Following its third dolphin death this year — its second in September alone — The Mirage hotel and casino has closed Siegfried & Roy’s Secret Garden and Dolphin Habitat until further notice. No reopening date has been set.
According to The Mirage, the dolphin — an 11-year-old bottlenose named K2 — died last Saturday of a suspected respiratory illness. The same suspected cause of death was given earlier this month for a 19-year-old bottlenose named Maverick. However, final necropsy results have not been received for either animal. In April, a 13-year-old bottleneck named Bella succumbed to gastroenteritis.
“K2 was very vocal, energetic, loved his toys and was a joy to be around,” interim Mirage president Franz Kallao wrote in a memo to his staff. “He always made us smile.” Kallao added that the closure would help “focus our efforts on ensuring that we have the safest possible environment and the best care possible for our dolphins and to give our team the time they need to process and grieve.”
During the closure, a Mirage representative told the Washington Post, the San Diego-based National Marine Mammal Foundation will examine the venue’s veterinary care, water quality and filtration system. On April 27, the attraction passed a routine inspection by the Department of Agriculture’s Animal and Plant Health Inspection Service, according to the Post report.
The wild animal attraction – which also houses several big cats – was last closed in March 2020 due to the pandemic shutdown.
Not Much of a Habitat
Bottlenose dolphins typically live 40 to 60 years in the wild, according to the National Marine Fisheries Service. However, the average survival time in captivity for all bottlenose dolphins who live for more than one year is 12 years, 9 months and 8 days.

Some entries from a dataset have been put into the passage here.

//! Canonical on-disk layout of the artifact store.
//!
//! Everything here is pure path arithmetic. Paths are relative to the file
//! root except the key pair files, which live directly in the data root.

use std::{
    fmt,
    path::{Component, Path, PathBuf},
    str::FromStr,
};

use serde::{Deserialize, Serialize};

use crate::errors::{StoreError, StoreResult};

/// Subfolder of the file root holding per-endpoint TLS material.
pub const TLS_STORE_PATH: &str = "tls";
/// TLS folder key used for the LDAP server's TLS material.
pub const LDAP_STORE_PATH: &str = "ldap";
/// File name of a stored CA certificate.
pub const TLS_CA_CERT_FILE: &str = "ca.pem";
/// File name of a stored client certificate.
pub const TLS_CERT_FILE: &str = "cert.pem";
/// File name of a stored client private key.
pub const TLS_KEY_FILE: &str = "key.pem";
/// Subfolder of the file root holding stack definitions.
pub const COMPOSE_STORE_PATH: &str = "compose";
/// Default name of a stack definition file.
pub const COMPOSE_FILE_DEFAULT_NAME: &str = "docker-compose.yml";
/// Name of the instance private key file in the data root.
pub const PRIVATE_KEY_FILE: &str = "portainer.key";
/// Name of the instance public key file in the data root.
pub const PUBLIC_KEY_FILE: &str = "portainer.pub";

/// The closed set of TLS files an endpoint folder can hold.
#[derive(Debug, Clone, Copy, PartialEq, Eq, Hash, Serialize, Deserialize)]
#[serde(rename_all = "lowercase")]
pub enum TlsFileKind {
    Ca,
    Cert,
    Key,
}

impl TlsFileKind {
    pub const ALL: [TlsFileKind; 3] = [TlsFileKind::Ca, TlsFileKind::Cert, TlsFileKind::Key];

    /// File name used on disk for this kind.
    pub fn file_name(self) -> &'static str {
        match self {
            TlsFileKind::Ca => TLS_CA_CERT_FILE,
            TlsFileKind::Cert => TLS_CERT_FILE,
            TlsFileKind::Key => TLS_KEY_FILE,
        }
    }

    /// Integer code used by API clients (0 = CA, 1 = certificate, 2 = key).
    pub fn code(self) -> i32 {
        match self {
            TlsFileKind::Ca => 0,
            TlsFileKind::Cert => 1,
            TlsFileKind::Key => 2,
        }
    }

    pub fn as_str(self) -> &'static str {
        match self {
            TlsFileKind::Ca => "ca",
            TlsFileKind::Cert => "cert",
            TlsFileKind::Key => "key",
        }
    }
}

impl fmt::Display for TlsFileKind {
    fn fmt(&self, f: &mut fmt::Formatter<'_>) -> fmt::Result {
        f.write_str(self.as_str())
    }
}

impl TryFrom<i32> for TlsFileKind {
    type Error = StoreError;

    fn try_from(code: i32) -> StoreResult<Self> {
        match code {
            0 => Ok(TlsFileKind::Ca),
            1 => Ok(TlsFileKind::Cert),
            2 => Ok(TlsFileKind::Key),
            other => Err(StoreError::unsupported_kind(other)),
        }
    }
}

impl FromStr for TlsFileKind {
    type Err = StoreError;

    fn from_str(value: &str) -> StoreResult<Self> {
        match value.trim().to_ascii_lowercase().as_str() {
            "ca" => Ok(TlsFileKind::Ca),
            "cert" => Ok(TlsFileKind::Cert),
            "key" => Ok(TlsFileKind::Key),
            _ => Err(StoreError::unsupported_kind(value)),
        }
    }
}

/// Reject folder keys and stack identifiers that are not a single normal path component.
pub fn validate_folder_key(key: &str) -> StoreResult<()> {
    if key.is_empty() {
        return Err(StoreError::invalid_name(key, "name cannot be empty"));
    }
    if key.contains('/') || key.contains('\\') || key.contains('\0') {
        return Err(StoreError::invalid_name(key, "name cannot contain path separators"));
    }

    let mut components = Path::new(key).components();
    match (components.next(), components.next()) {
        (Some(Component::Normal(_)), None) => Ok(()),
        _ => Err(StoreError::invalid_name(key, "name must be a single path component")),
    }
}

/// Reject stack file names that are absolute or climb out of the stack folder.
pub fn validate_relative_file_name(name: &str) -> StoreResult<()> {
    if name.is_empty() {
        return Err(StoreError::invalid_name(name, "file name cannot be empty"));
    }
    if name.contains('\0') {
        return Err(StoreError::invalid_name(name, "file name cannot contain NUL"));
    }

    let path = Path::new(name);
    let mut saw_normal = false;
    for component in path.components() {
        match component {
            Component::Normal(_) => saw_normal = true,
            Component::CurDir => {}
            Component::ParentDir => {
                return Err(StoreError::invalid_name(name, "file name cannot contain '..'"))
            }
            Component::RootDir | Component::Prefix(_) => {
                return Err(StoreError::invalid_name(name, "file name must be relative"))
            }
        }
    }

    if saw_normal {
        Ok(())
    } else {
        Err(StoreError::invalid_name(name, "file name must name a file"))
    }
}

/// `tls/<folder>`
pub fn tls_folder_path(folder: &str) -> PathBuf {
    Path::new(TLS_STORE_PATH).join(folder)
}

/// `tls/<folder>/<file name for kind>`
pub fn tls_file_path(folder: &str, kind: TlsFileKind) -> PathBuf {
    tls_folder_path(folder).join(kind.file_name())
}

/// `compose/<stack id>`
pub fn stack_store_path(stack_identifier: &str) -> PathBuf {
    Path::new(COMPOSE_STORE_PATH).join(stack_identifier)
}
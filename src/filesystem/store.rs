//! On-disk artifact store.

use std::{
    fs::{self, OpenOptions},
    io::{self, Read, Write},
    path::{Path, PathBuf},
};

use serde::Serialize;
use tempfile::NamedTempFile;
use tracing::debug;

use super::{
    paths::{
        self, TlsFileKind, COMPOSE_STORE_PATH, PRIVATE_KEY_FILE, PUBLIC_KEY_FILE, TLS_STORE_PATH,
    },
    pem_file,
};
use crate::{
    config::StoreConfig,
    errors::{StoreError, StoreResult},
};

/// Manages TLS material, stack files and the instance key pair under a data root.
///
/// Every instance addresses its own roots, so isolated stores can coexist in
/// one process. Operations on the same folder key are not serialized here.
#[derive(Debug, Clone)]
pub struct FileService {
    data_store_path: PathBuf,
    file_store_path: PathBuf,
}

impl FileService {
    /// Initialize a store rooted at `data_store_path`, with artifacts kept in
    /// the `file_store_name` subdirectory. Missing directories are created.
    pub fn new(
        data_store_path: impl Into<PathBuf>,
        file_store_name: impl AsRef<Path>,
    ) -> StoreResult<Self> {
        let data_store_path = data_store_path.into();
        let service = Self {
            file_store_path: data_store_path.join(file_store_name),
            data_store_path,
        };

        create_directory(&service.data_store_path)?;
        service.create_directory_in_store(Path::new(TLS_STORE_PATH))?;
        service.create_directory_in_store(Path::new(COMPOSE_STORE_PATH))?;

        debug!(
            data_store_path = %service.data_store_path.display(),
            file_store_path = %service.file_store_path.display(),
            "Artifact store initialized"
        );

        Ok(service)
    }

    pub fn from_config(config: &StoreConfig) -> StoreResult<Self> {
        Self::new(&config.data_path, &config.file_store_name)
    }

    pub fn data_store_path(&self) -> &Path {
        &self.data_store_path
    }

    pub fn file_store_path(&self) -> &Path {
        &self.file_store_path
    }

    /// Store a TLS file for `folder`, replacing any previous file of the same kind.
    pub fn store_tls_file(
        &self,
        folder: &str,
        kind: TlsFileKind,
        reader: impl Read,
    ) -> StoreResult<()> {
        let _span = crate::artifact_span!("store_tls_file", folder, kind = %kind).entered();
        paths::validate_folder_key(folder)?;

        self.create_directory_in_store(&paths::tls_folder_path(folder))?;

        let target = self.file_store_path.join(paths::tls_file_path(folder, kind));
        let written = write_atomically(&target, reader)?;

        debug!(bytes = written, "Stored TLS file");
        Ok(())
    }

    /// Same as [`FileService::store_tls_file`] for a kind received as an integer code.
    pub fn store_tls_file_raw(
        &self,
        folder: &str,
        kind: i32,
        reader: impl Read,
    ) -> StoreResult<()> {
        let kind = TlsFileKind::try_from(kind)?;
        self.store_tls_file(folder, kind, reader)
    }

    /// Absolute path of a TLS file. Existence is not checked.
    pub fn get_path_for_tls_file(&self, folder: &str, kind: TlsFileKind) -> StoreResult<PathBuf> {
        paths::validate_folder_key(folder)?;
        Ok(self.file_store_path.join(paths::tls_file_path(folder, kind)))
    }

    pub fn get_path_for_tls_file_raw(&self, folder: &str, kind: i32) -> StoreResult<PathBuf> {
        let kind = TlsFileKind::try_from(kind)?;
        self.get_path_for_tls_file(folder, kind)
    }

    /// Remove a TLS folder and everything in it. A missing folder is not an error.
    pub fn delete_tls_files(&self, folder: &str) -> StoreResult<()> {
        paths::validate_folder_key(folder)?;
        let path = self.file_store_path.join(paths::tls_folder_path(folder));
        self.remove_directory(&path)?;

        debug!(folder, "Deleted TLS folder");
        Ok(())
    }

    /// Remove a single TLS file. Fails with `NotFound` when it does not exist.
    pub fn delete_tls_file(&self, folder: &str, kind: TlsFileKind) -> StoreResult<()> {
        let path = self.get_path_for_tls_file(folder, kind)?;
        fs::remove_file(&path).map_err(|e| StoreError::from_io(&path, e))?;

        debug!(folder, kind = %kind, "Deleted TLS file");
        Ok(())
    }

    /// Recursively remove a directory. A missing directory is not an error.
    pub fn remove_directory(&self, path: impl AsRef<Path>) -> StoreResult<()> {
        let path = path.as_ref();
        match fs::remove_dir_all(path) {
            Ok(()) => Ok(()),
            Err(e) if e.kind() == io::ErrorKind::NotFound => Ok(()),
            Err(e) => Err(StoreError::Io { path: path.to_path_buf(), source: e }),
        }
    }

    /// Absolute directory of a stack project.
    pub fn get_stack_project_path(&self, stack_identifier: &str) -> PathBuf {
        self.file_store_path.join(paths::stack_store_path(stack_identifier))
    }

    /// Store a stack file from an in-memory string and return the project directory.
    pub fn store_stack_file_from_string(
        &self,
        stack_identifier: &str,
        file_name: &str,
        content: &str,
    ) -> StoreResult<PathBuf> {
        self.store_stack_file_from_reader(stack_identifier, file_name, content.as_bytes())
    }

    /// Store a stack file from a byte stream and return the project directory.
    pub fn store_stack_file_from_reader(
        &self,
        stack_identifier: &str,
        file_name: &str,
        reader: impl Read,
    ) -> StoreResult<PathBuf> {
        let _span = crate::artifact_span!("store_stack_file", stack_identifier, file_name)
            .entered();
        paths::validate_folder_key(stack_identifier)?;
        paths::validate_relative_file_name(file_name)?;

        let stack_store_path = paths::stack_store_path(stack_identifier);
        let relative_file = stack_store_path.join(file_name);

        // Includes may live in subdirectories of the project.
        let parent = relative_file.parent().unwrap_or(&stack_store_path);
        self.create_directory_in_store(parent)?;

        let written = write_atomically(&self.file_store_path.join(&relative_file), reader)?;
        debug!(bytes = written, "Stored stack file");

        Ok(self.file_store_path.join(stack_store_path))
    }

    /// Read a whole file as UTF-8 text.
    pub fn get_file_content(&self, path: impl AsRef<Path>) -> StoreResult<String> {
        let path = path.as_ref();
        fs::read_to_string(path).map_err(|e| StoreError::from_io(path, e))
    }

    /// Serialize `value` as JSON into `path`, truncating any previous content.
    pub fn write_json_to_file<T>(&self, path: impl AsRef<Path>, value: &T) -> StoreResult<()>
    where
        T: Serialize + ?Sized,
    {
        let path = path.as_ref();
        let content = serde_json::to_vec(value)
            .map_err(|source| StoreError::Serialization { path: path.to_path_buf(), source })?;

        let mut options = OpenOptions::new();
        options.write(true).create(true).truncate(true);
        #[cfg(unix)]
        {
            use std::os::unix::fs::OpenOptionsExt;
            options.mode(0o644);
        }

        let mut file = options
            .open(path)
            .map_err(|source| StoreError::Io { path: path.to_path_buf(), source })?;
        file.write_all(&content)
            .map_err(|source| StoreError::Io { path: path.to_path_buf(), source })?;

        Ok(())
    }

    /// True only when both the private and the public key files exist.
    pub fn key_pair_files_exist(&self) -> StoreResult<bool> {
        for name in [PRIVATE_KEY_FILE, PUBLIC_KEY_FILE] {
            let path = self.data_store_path.join(name);
            let exists = path
                .try_exists()
                .map_err(|source| StoreError::Io { path: path.clone(), source })?;
            if !exists {
                return Ok(false);
            }
        }
        Ok(true)
    }

    /// Write the instance key pair as two single-block PEM files.
    ///
    /// A failure on the second file leaves the pair indeterminate; callers
    /// must re-check [`FileService::key_pair_files_exist`] or store again.
    pub fn store_key_pair(
        &self,
        private_key: &[u8],
        public_key: &[u8],
        private_pem_label: &str,
        public_pem_label: &str,
    ) -> StoreResult<()> {
        self.create_pem_file(PRIVATE_KEY_FILE, private_pem_label, private_key)?;
        self.create_pem_file(PUBLIC_KEY_FILE, public_pem_label, public_key)?;

        debug!("Stored instance key pair");
        Ok(())
    }

    /// Load the decoded payloads of both key files. Labels are not checked.
    pub fn load_key_pair(&self) -> StoreResult<(Vec<u8>, Vec<u8>)> {
        let (_, private_key) = self.read_pem_file(PRIVATE_KEY_FILE)?;
        let (_, public_key) = self.read_pem_file(PUBLIC_KEY_FILE)?;
        Ok((private_key, public_key))
    }

    /// Load the key pair, requiring each file to carry the expected PEM label.
    pub fn load_key_pair_with_labels(
        &self,
        private_pem_label: &str,
        public_pem_label: &str,
    ) -> StoreResult<(Vec<u8>, Vec<u8>)> {
        let private_key = self.read_pem_file_expecting(PRIVATE_KEY_FILE, private_pem_label)?;
        let public_key = self.read_pem_file_expecting(PUBLIC_KEY_FILE, public_pem_label)?;
        Ok((private_key, public_key))
    }

    fn create_directory_in_store(&self, relative: &Path) -> StoreResult<()> {
        create_directory(&self.file_store_path.join(relative))
    }

    fn create_pem_file(&self, name: &str, label: &str, content: &[u8]) -> StoreResult<()> {
        let path = self.data_store_path.join(name);
        let encoded = pem_file::encode_block(label, content);
        write_atomically(&path, encoded.as_bytes())?;
        Ok(())
    }

    fn read_pem_file(&self, name: &str) -> StoreResult<(String, Vec<u8>)> {
        let path = self.data_store_path.join(name);
        let data = fs::read(&path).map_err(|e| StoreError::from_io(&path, e))?;
        pem_file::decode_single_block(&path, &data)
    }

    fn read_pem_file_expecting(&self, name: &str, expected: &str) -> StoreResult<Vec<u8>> {
        let (label, payload) = self.read_pem_file(name)?;
        if label != expected {
            return Err(StoreError::PemLabelMismatch {
                path: self.data_store_path.join(name),
                expected: expected.to_string(),
                found: label,
            });
        }
        Ok(payload)
    }
}

fn create_directory(path: &Path) -> StoreResult<()> {
    let mut builder = fs::DirBuilder::new();
    builder.recursive(true);
    #[cfg(unix)]
    {
        use std::os::unix::fs::DirBuilderExt;
        builder.mode(0o700);
    }

    builder
        .create(path)
        .map_err(|source| StoreError::Io { path: path.to_path_buf(), source })
}

/// Copy `reader` into a sibling temp file and rename it over `target` once complete.
///
/// A failed copy drops the temp file, so `target` keeps its previous state.
fn write_atomically(target: &Path, mut reader: impl Read) -> StoreResult<u64> {
    let dir = target.parent().ok_or_else(|| StoreError::Io {
        path: target.to_path_buf(),
        source: io::Error::other("artifact path has no parent directory"),
    })?;

    let io_error = |source| StoreError::Io { path: target.to_path_buf(), source };

    let mut temp = NamedTempFile::new_in(dir).map_err(io_error)?;
    let written = io::copy(&mut reader, &mut temp).map_err(io_error)?;
    temp.as_file().sync_all().map_err(io_error)?;
    temp.persist(target).map_err(|err| io_error(err.error))?;

    Ok(written)
}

According to The Mirage, 14 dolphins have died from a variety of causes and at a range of ages since the attraction opened in 1990. Three were at least 25 years old and three were youngsters. Activists, however, count 16 deaths.
According to the Mirage’s website, the attraction opened with “a focus on scientific research, education, and conservation outreach.” Not according to Naomi Rose, a marine mammal scientist with the 501 (c)(3) nonprofit animal activist group Animal Welfare Institute.
“There are no publications that I’m aware of using the dolphins at The Mirage that are valuable to conservation of wildlife goals,” she told The Nevada Current in April, adding that the only Mirage research is in captive husbandry. “In other words, how can we keep these animals alive longer and breeding better?”
Hard Questions for Hard Rock
Hard Rock International, the Florida-based company that purchased The Mirage from MGM Resorts International for $1.075 billion last year, plans to rebrand the resort, including demolishing the entire front of the property. The fate of the Secret Garden and Dolphin Habitat has not been announced, though neither is expected to survive the rebranding.
“The fact that Hard Rock apparently hasn’t given it much thought, or at least not to the point where they’re willing to say something to the media, isn’t promising,” Rose told the Current. Referring to the popular documentary about a killer whale held captive by San Diego’s SeaWorld, she explained: “This is the post-Blackfish world we’re living in, and if they’re unaware that the zeitgeist has shifted, that’s not being very savvy, business-wise.”
Rose said she thought the Hard Rock should look into transferring the dolphins to a sea-pen sanctuary instead of another zoo. “If they don’t think about this more carefully, they’re going to end up looking bad, when in fact, they really have almost nothing to do with this issue,” she said.